When a gap or opportunity is identified, often we will try to diagnose it. This is the mental simulation function in which we try to weave together the causes that might have led to the current situation. Because diagnosis is not always required, it is portrayed as an elaboration of problem representation in the figure above and is shaded. We may also want to project trends based on the diagnosis, to see how the situation may change. This is the forecasting process.
In many situations, the primary need is to build a reliable forecast in order to determine whether the difficulty will disappear on its own, or will get worse and require action (for instance: new variant of COVID). The problem representation and diagnosis processes are linked to forecasting, which usually requires mental simulation.
The next function is directed at generating a new course of action, in many cases, a straightforward process: we recognize what to do, and do it. At other times, we do not recognize what to do and must rely on leverage points in order to construct a new course of action. If we blindly press forward trying to reach goals and remove barriers, we may miss these leverage points.

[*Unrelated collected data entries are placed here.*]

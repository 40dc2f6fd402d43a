#[allow(clippy::module_inception)]
pub mod container;

pub use container::Container;
//! Symbol-location side table mapping namespaces to source paths.
//!
//! This is an external-collaborator seam: the registrar records each
//! metadata source's namespace/path pair here so whatever resolves entity
//! symbols at runtime can find them. Nothing in the bootstrap core reads it
//! back.

use parking_lot::RwLock;
use std::collections::HashMap;
use std::path::PathBuf;

/// Registry capability the registrar publishes namespace locations into.
pub trait SymbolRegistry: Send + Sync {
    /// Record lookup roots for a namespace
    fn register_namespace(&self, namespace: &str, paths: &[PathBuf]);
}

/// Default in-process implementation of [`SymbolRegistry`].
#[derive(Debug, Default)]
pub struct NamespaceIndex {
    map: RwLock<HashMap<String, Vec<PathBuf>>>,
}

impl NamespaceIndex {
    /// Create a new empty index
    pub fn new() -> Self {
        Self::default()
    }

    /// Get the recorded lookup roots for a namespace
    pub fn paths_for(&self, namespace: &str) -> Option<Vec<PathBuf>> {
        self.map.read().get(namespace).cloned()
    }

    /// Get the number of recorded namespaces
    pub fn len(&self) -> usize {
        self.map.read().len()
    }

    /// Check if the index is empty
    pub fn is_empty(&self) -> bool {
        self.map.read().is_empty()
    }
}

impl SymbolRegistry for NamespaceIndex {
    fn register_namespace(&self, namespace: &str, paths: &[PathBuf]) {
        self.map
            .write()
            .entry(namespace.to_string())
            .or_default()
            .extend_from_slice(paths);
    }
}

Experience lets us detect them and provides a chance to improvise in order to take advantage of them. We also have to be careful not to pursue opportunities too enthusiastically since they might distract us from our more important goals. We have to balance between looking for ways to reach goals and looking for opportunities that will reshape the goals.
The fourth function is to evaluate plans and actions, to play out a scenario to see what will happen. If the evaluation is favorable, we carry out the action. We also can learn from the evaluation, perhaps discovering new gaps or opportunities, resulting in problem detection or in a new way to represent the problem, as when we would modify our goals.
The concept of problem solving appears incomplete without the aspect of discovering opportunities. There is an infinite set of instances in which problem solving should be initiated. We do not have all the money we want or all the vacation time. We are not driving cars that are as luxurious or sporty as we want, and so forth. So, the potential for problem solving exists on a massive level. Yet we are not defining each of these as problems and wasting time worrying about these discrepancies.
De Groot (1945) and Isenberg (1984) have suggested that what triggers active problem solving is the ability to recognize when a goal is reachable. In the standard view, this seems paradoxical, since it claims that a course of action that is generated after a goal is defined is evaluated for plausibility and used to determine whether to pursue that goal in the first place. There must be an experiential ability to judge the solvability of problems prior to working on them.
Experience lets us recognize the existence of opportunities. When the opportunity is recognized, the problem solver working out its implications is looking for a way to make good use of it, trying to shape it into a reasonable goal. At the same time, the opportunity is shaping the goal by raising the level of aspiration and identifying additional goal properties.
That’s it folks!
Happy New Year to you! I hope that this year brings you all that your heart desires!